I would interested in participating in the "Star’s Reach" project if my style and perceptive fit your vision.
May 100 flowers bloom!
Regards
Matthew
9/16/15, 6:32 PM
Ice Torch said...
9/16/15, 6:42 PM
Travis Marshall said...
So funny, I spend a small amount of time with people very interested in Permaculture and do try and practice many of the ideas myself, but there does quite often seem to be a good amount of fairly blind optimism present in many of these peoples viewpoints. People do have a very hard time realizing that just because there are very good ideas, or technically possible solutions to our various issues that it does not mean these ideas and so called solutions will ever come to fruition. I suppose this would be fine if this optimism translated to action, but too often it does not have that effect. One of the "certified permaculture" designer/instructors gardens is an odd example of preparation. In about 100 sq ft exists layers of permaculture wonder plants, comfrey, nitrogen fixing ground covers and the like. A good design no doubt for the outer reaches of ones holdings, but I fail to see anything that would keep someone from starving through a winter like maybe a potato or some beans. I suppose if one was a rabbit, or one kept rabbits this might be an effective use of a small space.
9/16/15, 6:48 PM
Isaac Hill said...
Congrats all ye Space Bats winners! I have been too unsure of my prose writing skill to write anything in the past, but I'm looking forward to the next one!
I recently read "Three Hainish Novels" by Le Guin and was really moved by the spans of time she moved over, I also figured out where George R. R. Martin got all his ideas besides the War of the Roses... but anyway, in that last novel, she gives us an Earth at the end of Man, many thousands of years in the future. I was thinking that it would be interesting to write a story set at the end of Homo sapiens, where we are like H. neanderthalensis in 40,00 B.C.E.
9/16/15, 7:08 PM
Cherokee Organics said...
Congratulations to all of the writers who made it into the After Oil 4 anthology. Respect.
People looking for a political solution to the current series of intractable crises will be sorely disappointed. Some political solutions will certainly make the process of decline easier for all involved, but the underlying problems are not political at all, they are more of the realms of the geological, resources and environmental spheres.

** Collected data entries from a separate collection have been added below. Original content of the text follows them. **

use log::{info, warn};
use mongodb::bson::{oid::ObjectId, DateTime};
use rocket::serde::json::Json;
use rocket::State;
use rocket_okapi::okapi::schemars::JsonSchema;
use rocket_okapi::openapi;
use serde::{Deserialize, Serialize};
use validator::Validate;

use crate::db::DbConn;
use crate::guards::AuthGuard;
use crate::models::{LoginDto, RegisterDto, Role, User, UserResponse};
use crate::services::JwtService;
use crate::store::StoreError;
use crate::utils::{validate_email, ApiError, ApiResponse, AppError};

#[derive(Debug, Serialize, JsonSchema)]
pub struct AuthResponse {
    pub user: UserResponse,
    pub access_token: String,
    pub refresh_token: String,
}

#[derive(Debug, Deserialize, JsonSchema)]
pub struct RefreshTokenDto {
    pub refresh_token: String,
}

#[derive(Debug, Serialize, JsonSchema)]
pub struct AccessTokenResponse {
    pub access_token: String,
}

fn issue_tokens(user: User) -> Result<AuthResponse, ApiError> {
    let user_id = user
        .id
        .ok_or_else(|| ApiError::internal_error("Internal server error"))?;
    let access_token = JwtService::generate_access_token(&user_id, &user)
        .map_err(|_| ApiError::internal_error("Failed to generate token"))?;
    let refresh_token = JwtService::generate_refresh_token(&user_id, &user)
        .map_err(|_| ApiError::internal_error("Failed to generate token"))?;
    Ok(AuthResponse {
        user: user.into(),
        access_token,
        refresh_token,
    })
}

async fn hash_password(password: String) -> Result<String, ApiError> {
    tokio::task::spawn_blocking(move || bcrypt::hash(password, bcrypt::DEFAULT_COST))
        .await
        .map_err(|_| ApiError::internal_error("Failed to hash password"))?
        .map_err(|_| ApiError::internal_error("Failed to hash password"))
}

async fn password_matches(password: String, hash: String) -> bool {
    tokio::task::spawn_blocking(move || bcrypt::verify(password, &hash).unwrap_or(false))
        .await
        .unwrap_or(false)
}

/// --------------------
/// Register
/// --------------------
#[openapi(tag = "Auth")]
#[post("/auth/register", data = "<dto>")]
pub async fn register(
    db: &State<DbConn>,
    dto: Json<RegisterDto>,
) -> Result<Json<ApiResponse<AuthResponse>>, ApiError> {
    let dto = dto.into_inner();
    dto.validate().map_err(AppError::from)?;

    let email = dto.email.trim().to_lowercase();
    if db.find_user_by_email(&email).await.map_err(AppError::from)?.is_some() {
        return Err(ApiError::conflict("Email is already registered"));
    }

    let now = DateTime::now();
    let mut user = User {
        id: None,
        name: dto.name.trim().to_string(),
        email,
        password_hash: hash_password(dto.password).await?,
        role: Role::User,
        is_active: true,
        last_login_at: now,
        created_at: now,
        updated_at: now,
    };
    let id = match db.insert_user(&user).await {
        Ok(id) => id,
        Err(StoreError::Duplicate(_)) => {
            return Err(ApiError::conflict("Email is already registered"));
        }
        Err(e) => return Err(AppError::from(e).into()),
    };
    user.id = Some(id);
    info!("User {} registered", id);

    Ok(Json(ApiResponse::success_with_message(
        "Registration successful".to_string(),
        issue_tokens(user)?,
    )))
}

/// --------------------
/// Login
/// --------------------
#[openapi(tag = "Auth")]
#[post("/auth/login", data = "<dto>")]
pub async fn login(
    db: &State<DbConn>,
    dto: Json<LoginDto>,
) -> Result<Json<ApiResponse<AuthResponse>>, ApiError> {
    let email = dto.email.trim().to_lowercase();
    if !validate_email(&email) {
        return Err(ApiError::bad_request("Invalid email"));
    }

    let user = db
        .find_user_by_email(&email)
        .await
        .map_err(AppError::from)?
        .filter(|u| u.is_active)
        .ok_or_else(|| ApiError::unauthorized("Invalid email or password"))?;

    if !password_matches(dto.password.clone(), user.password_hash.clone()).await {
        warn!("Failed login for {}", email);
        return Err(ApiError::unauthorized("Invalid email or password"));
    }

    if let Some(id) = user.id {
        db.record_login(id).await.map_err(AppError::from)?;
    }

    Ok(Json(ApiResponse::success_with_message(
        "Login successful".to_string(),
        issue_tokens(user)?,
    )))
}

/// --------------------
/// Refresh access token
/// --------------------
#[openapi(tag = "Auth")]
#[post("/auth/refresh", data = "<dto>")]
pub async fn refresh_token(
    db: &State<DbConn>,
    dto: Json<RefreshTokenDto>,
) -> Result<Json<ApiResponse<AccessTokenResponse>>, ApiError> {
    let claims = JwtService::verify_token(&dto.refresh_token, true)
        .map_err(|_| ApiError::unauthorized("Invalid refresh token"))?;
    let user_id = ObjectId::parse_str(&claims.sub)
        .map_err(|_| ApiError::unauthorized("Invalid refresh token"))?;

    // Role changes and deactivation take effect on the next refresh.
    let user = db
        .find_user(user_id)
        .await
        .map_err(AppError::from)?
        .filter(|u| u.is_active)
        .ok_or_else(|| ApiError::unauthorized("User not found"))?;

    let access_token = JwtService::generate_access_token(&user_id, &user)
        .map_err(|_| ApiError::internal_error("Failed to generate token"))?;

    Ok(Json(ApiResponse::success(AccessTokenResponse { access_token })))
}

/// --------------------
/// Current identity
/// --------------------
#[openapi(tag = "Auth")]
#[get("/auth/me")]
pub async fn me(
    db: &State<DbConn>,
    auth: AuthGuard,
) -> Result<Json<ApiResponse<UserResponse>>, ApiError> {
    let user = db
        .find_user(auth.user_id)
        .await
        .map_err(AppError::from)?
        .ok_or_else(|| ApiError::not_found("User not found"))?;

    Ok(Json(ApiResponse::success(user.into())))
}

Neoliberals bore me, because it appears to me that for them to somehow believe what they do, they have to disconnect themselves from other people and simply stop thinking. Nuff said really. It is not a good look. But oh boy, do they make a lot of noise in the media.
Cheers
Chris
PS: I've got a new blog entry: Picket lines talking about the bees here and their whizz bang new design hive box which is nearing completion. The sun is now producing copious quantities of electricity and solar hot water - although to be honest it is probably a fraction of what most people consider to be a normal supply, but for me it is huge. I'm constructing an enclosure using local and recycled materials to keep the wallabies off the many berries that will soon grow there. And, there is also lots of house construction stuff. Hope you all enjoy the cool photos and fun and interesting dialogue.
9/16/15, 7:12 PM
Tony f. whelKs said...
His first showing at PMQ (Prime Minister's Questions) was a real eye-opener. Instead of the usual charade of recent years, he fielded a list of questions from the PUBLIC! Oh, the humanity. More telling was that the public had sent in over 40,000 questions they wanted putting to the PM. It became POLITICS again - a discussion of policy - rather than the usual bad-tempered sniping from the massed ranks of spin-doctors and focus-groups and electoral strategists that had previously concocted the appropriate 'soundbite of the week' for the Opposition Leader to field.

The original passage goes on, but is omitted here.